**What is expected:**
After finding the line with "filename engine/src/pattern.rs" in the entries below, retype exactly each line from there through the line with "part.index() as u8", including that final line.
___ Study material ___
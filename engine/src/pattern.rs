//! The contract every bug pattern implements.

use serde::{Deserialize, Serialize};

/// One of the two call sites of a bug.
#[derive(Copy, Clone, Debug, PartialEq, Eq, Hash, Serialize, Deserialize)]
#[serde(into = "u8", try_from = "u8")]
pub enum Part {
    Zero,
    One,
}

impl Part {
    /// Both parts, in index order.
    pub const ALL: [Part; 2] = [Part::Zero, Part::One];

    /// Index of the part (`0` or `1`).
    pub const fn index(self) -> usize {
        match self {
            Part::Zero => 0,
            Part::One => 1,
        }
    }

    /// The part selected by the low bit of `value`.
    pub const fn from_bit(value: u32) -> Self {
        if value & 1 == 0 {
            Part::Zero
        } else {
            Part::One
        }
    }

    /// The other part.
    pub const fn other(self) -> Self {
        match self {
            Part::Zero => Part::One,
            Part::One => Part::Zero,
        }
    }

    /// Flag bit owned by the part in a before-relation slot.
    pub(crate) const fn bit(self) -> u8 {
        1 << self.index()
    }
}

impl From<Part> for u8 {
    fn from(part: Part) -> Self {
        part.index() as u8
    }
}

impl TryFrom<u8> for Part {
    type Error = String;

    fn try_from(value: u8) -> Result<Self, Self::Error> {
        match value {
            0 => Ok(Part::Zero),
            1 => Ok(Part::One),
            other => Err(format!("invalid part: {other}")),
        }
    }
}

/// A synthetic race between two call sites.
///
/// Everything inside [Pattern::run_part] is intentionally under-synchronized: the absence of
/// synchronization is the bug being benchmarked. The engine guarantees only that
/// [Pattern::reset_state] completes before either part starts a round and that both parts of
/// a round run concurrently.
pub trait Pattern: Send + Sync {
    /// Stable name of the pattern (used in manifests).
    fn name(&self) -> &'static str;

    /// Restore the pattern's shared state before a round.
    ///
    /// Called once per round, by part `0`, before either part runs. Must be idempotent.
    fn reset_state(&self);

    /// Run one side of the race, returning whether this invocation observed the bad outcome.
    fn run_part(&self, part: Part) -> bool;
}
___
___ Study material ___
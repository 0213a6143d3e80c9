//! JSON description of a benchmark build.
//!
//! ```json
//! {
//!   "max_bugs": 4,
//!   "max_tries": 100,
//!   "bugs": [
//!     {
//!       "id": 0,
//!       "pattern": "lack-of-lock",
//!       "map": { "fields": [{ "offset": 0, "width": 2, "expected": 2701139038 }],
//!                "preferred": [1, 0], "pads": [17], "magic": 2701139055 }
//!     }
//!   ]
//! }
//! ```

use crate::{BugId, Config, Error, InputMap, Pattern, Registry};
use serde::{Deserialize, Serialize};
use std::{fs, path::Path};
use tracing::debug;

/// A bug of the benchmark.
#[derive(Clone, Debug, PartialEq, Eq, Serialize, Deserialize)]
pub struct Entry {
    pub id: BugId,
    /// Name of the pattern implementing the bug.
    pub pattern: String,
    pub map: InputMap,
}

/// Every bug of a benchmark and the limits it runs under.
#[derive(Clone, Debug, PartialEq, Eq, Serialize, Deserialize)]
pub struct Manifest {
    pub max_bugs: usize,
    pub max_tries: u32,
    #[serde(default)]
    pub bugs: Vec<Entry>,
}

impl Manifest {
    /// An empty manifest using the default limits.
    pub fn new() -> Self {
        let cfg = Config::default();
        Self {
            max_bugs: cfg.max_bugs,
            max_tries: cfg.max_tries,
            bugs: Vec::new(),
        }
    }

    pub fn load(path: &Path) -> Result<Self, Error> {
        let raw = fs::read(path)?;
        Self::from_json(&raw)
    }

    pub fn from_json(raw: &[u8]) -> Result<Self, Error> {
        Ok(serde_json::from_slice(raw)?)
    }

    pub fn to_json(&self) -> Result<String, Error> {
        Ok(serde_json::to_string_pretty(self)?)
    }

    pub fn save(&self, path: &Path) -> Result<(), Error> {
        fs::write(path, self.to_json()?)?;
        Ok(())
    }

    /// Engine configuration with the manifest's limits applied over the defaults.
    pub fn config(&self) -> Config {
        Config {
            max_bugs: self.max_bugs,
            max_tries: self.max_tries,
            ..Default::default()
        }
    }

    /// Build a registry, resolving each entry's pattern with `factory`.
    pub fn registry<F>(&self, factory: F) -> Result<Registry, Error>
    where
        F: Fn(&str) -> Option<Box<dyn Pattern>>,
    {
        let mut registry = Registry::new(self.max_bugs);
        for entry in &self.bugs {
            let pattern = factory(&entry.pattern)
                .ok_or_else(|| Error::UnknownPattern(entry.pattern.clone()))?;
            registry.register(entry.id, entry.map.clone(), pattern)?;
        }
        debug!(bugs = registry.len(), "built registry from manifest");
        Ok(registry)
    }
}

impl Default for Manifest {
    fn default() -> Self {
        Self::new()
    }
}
___
___ Study material ___
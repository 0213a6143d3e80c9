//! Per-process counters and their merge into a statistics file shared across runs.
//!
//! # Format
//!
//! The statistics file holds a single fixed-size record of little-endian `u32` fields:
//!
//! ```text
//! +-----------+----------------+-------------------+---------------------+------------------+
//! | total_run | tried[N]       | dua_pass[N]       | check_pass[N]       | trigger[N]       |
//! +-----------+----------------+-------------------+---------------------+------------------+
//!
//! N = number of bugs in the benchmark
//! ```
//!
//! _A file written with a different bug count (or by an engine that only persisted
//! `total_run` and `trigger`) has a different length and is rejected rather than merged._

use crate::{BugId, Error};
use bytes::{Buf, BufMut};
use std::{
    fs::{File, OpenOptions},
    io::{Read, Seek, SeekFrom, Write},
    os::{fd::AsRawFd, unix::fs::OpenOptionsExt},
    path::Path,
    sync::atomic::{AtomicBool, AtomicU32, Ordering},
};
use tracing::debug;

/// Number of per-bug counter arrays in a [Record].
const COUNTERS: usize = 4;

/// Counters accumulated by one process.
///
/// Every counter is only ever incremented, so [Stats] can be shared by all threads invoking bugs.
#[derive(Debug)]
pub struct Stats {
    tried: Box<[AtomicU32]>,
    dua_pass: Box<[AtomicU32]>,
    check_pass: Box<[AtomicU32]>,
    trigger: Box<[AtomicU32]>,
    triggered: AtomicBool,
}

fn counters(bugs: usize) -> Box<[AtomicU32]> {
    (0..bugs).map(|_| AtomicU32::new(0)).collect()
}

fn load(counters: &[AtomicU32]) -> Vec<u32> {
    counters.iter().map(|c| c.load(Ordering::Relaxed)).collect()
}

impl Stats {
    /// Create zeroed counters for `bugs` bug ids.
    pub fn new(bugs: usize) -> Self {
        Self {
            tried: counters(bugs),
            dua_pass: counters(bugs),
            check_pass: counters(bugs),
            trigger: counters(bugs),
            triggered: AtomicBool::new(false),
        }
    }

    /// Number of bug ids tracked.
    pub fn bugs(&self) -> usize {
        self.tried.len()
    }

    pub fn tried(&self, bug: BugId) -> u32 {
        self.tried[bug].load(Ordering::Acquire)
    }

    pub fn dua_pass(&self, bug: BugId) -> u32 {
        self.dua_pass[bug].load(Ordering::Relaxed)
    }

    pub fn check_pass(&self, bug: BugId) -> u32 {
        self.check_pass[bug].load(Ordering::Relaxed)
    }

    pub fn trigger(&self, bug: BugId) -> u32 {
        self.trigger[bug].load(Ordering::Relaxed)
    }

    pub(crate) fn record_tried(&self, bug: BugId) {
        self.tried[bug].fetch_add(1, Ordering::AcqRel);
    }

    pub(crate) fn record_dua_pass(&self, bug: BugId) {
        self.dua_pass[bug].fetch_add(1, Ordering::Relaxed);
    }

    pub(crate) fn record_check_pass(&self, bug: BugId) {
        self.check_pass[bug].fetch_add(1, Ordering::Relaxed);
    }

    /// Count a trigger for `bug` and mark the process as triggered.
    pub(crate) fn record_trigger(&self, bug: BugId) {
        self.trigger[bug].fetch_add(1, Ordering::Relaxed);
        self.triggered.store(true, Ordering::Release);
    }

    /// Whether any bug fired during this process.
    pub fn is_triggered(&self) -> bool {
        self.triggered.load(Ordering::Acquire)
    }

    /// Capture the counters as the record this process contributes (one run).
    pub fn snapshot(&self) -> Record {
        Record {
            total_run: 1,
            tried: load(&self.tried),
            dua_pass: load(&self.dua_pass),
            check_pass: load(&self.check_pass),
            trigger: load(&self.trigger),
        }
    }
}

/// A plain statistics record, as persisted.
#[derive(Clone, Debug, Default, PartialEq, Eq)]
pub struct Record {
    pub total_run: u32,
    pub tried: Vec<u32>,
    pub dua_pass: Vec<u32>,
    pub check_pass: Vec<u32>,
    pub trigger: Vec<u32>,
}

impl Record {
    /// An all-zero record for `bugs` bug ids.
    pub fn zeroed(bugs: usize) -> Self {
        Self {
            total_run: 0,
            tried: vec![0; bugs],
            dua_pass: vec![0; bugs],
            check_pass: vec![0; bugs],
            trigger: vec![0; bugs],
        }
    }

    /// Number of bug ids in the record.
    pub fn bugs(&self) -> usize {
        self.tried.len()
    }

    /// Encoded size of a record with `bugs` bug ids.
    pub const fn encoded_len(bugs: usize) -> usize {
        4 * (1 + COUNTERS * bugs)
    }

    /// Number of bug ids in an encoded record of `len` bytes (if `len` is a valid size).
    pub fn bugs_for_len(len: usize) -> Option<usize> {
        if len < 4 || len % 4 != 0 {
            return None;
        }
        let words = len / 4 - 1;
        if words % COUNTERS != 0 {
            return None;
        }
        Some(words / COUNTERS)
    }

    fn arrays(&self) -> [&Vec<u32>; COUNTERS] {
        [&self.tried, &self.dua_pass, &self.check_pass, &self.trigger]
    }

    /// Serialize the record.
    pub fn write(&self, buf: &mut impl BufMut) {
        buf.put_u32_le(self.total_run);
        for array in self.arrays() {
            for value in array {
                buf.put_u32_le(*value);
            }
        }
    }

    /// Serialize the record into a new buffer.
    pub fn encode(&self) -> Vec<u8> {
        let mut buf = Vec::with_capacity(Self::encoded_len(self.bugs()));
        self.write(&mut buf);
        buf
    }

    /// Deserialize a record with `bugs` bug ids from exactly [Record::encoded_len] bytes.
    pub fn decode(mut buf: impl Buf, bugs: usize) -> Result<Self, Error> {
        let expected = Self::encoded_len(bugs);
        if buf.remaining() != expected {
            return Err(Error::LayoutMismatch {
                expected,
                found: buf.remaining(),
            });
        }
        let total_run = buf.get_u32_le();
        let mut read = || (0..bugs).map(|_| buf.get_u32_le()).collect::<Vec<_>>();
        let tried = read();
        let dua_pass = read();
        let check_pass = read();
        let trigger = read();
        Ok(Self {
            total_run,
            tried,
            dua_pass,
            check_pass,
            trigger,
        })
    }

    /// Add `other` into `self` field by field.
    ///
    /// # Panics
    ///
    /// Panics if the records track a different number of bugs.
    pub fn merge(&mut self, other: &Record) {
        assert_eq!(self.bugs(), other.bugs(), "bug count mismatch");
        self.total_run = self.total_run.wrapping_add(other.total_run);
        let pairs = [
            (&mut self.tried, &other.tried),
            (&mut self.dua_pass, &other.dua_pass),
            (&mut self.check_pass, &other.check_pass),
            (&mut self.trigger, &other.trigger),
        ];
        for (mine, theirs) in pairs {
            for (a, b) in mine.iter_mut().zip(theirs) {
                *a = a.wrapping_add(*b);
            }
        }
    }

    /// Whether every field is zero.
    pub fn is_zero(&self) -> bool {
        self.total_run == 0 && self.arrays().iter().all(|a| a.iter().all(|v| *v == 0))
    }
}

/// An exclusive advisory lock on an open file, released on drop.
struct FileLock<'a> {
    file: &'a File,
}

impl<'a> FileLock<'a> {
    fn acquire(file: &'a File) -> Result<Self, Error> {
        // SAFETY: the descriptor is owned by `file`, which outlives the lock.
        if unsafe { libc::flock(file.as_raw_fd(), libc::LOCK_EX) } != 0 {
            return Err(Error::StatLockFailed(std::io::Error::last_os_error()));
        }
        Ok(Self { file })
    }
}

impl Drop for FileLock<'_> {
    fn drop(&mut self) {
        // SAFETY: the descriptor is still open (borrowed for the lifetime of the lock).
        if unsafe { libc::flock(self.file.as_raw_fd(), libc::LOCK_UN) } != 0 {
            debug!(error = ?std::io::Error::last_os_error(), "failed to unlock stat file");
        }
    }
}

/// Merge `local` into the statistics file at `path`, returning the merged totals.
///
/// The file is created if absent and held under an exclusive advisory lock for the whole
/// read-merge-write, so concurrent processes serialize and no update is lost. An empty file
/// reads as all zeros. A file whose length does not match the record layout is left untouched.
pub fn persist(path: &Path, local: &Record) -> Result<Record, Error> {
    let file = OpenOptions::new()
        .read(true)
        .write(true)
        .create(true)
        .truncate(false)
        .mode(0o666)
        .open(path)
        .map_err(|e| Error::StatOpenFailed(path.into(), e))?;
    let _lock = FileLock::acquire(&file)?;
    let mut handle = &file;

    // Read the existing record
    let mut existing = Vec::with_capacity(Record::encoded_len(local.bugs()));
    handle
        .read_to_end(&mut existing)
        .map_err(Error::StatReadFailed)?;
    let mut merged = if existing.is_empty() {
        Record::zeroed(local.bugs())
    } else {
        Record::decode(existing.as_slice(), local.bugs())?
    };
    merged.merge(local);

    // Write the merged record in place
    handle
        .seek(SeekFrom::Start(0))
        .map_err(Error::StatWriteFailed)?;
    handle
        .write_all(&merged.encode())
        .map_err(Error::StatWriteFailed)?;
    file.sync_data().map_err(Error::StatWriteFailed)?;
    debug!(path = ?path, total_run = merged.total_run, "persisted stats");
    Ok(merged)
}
___
**Expected output:**
filename engine/src/pattern.rs
//! The contract every bug pattern implements.

use serde::{Deserialize, Serialize};

/// One of the two call sites of a bug.
#[derive(Copy, Clone, Debug, PartialEq, Eq, Hash, Serialize, Deserialize)]
#[serde(into = "u8", try_from = "u8")]
pub enum Part {
    Zero,
    One,
}

impl Part {
    /// Both parts, in index order.
    pub const ALL: [Part; 2] = [Part::Zero, Part::One];

    /// Index of the part (`0` or `1`).
    pub const fn index(self) -> usize {
        match self {
            Part::Zero => 0,
            Part::One => 1,
        }
    }

    /// The part selected by the low bit of `value`.
    pub const fn from_bit(value: u32) -> Self {
        if value & 1 == 0 {
            Part::Zero
        } else {
            Part::One
        }
    }

    /// The other part.
    pub const fn other(self) -> Self {
        match self {
            Part::Zero => Part::One,
            Part::One => Part::Zero,
        }
    }

    /// Flag bit owned by the part in a before-relation slot.
    pub(crate) const fn bit(self) -> u8 {
        1 << self.index()
    }
}

impl From<Part> for u8 {
    fn from(part: Part) -> Self {
        part.index() as u8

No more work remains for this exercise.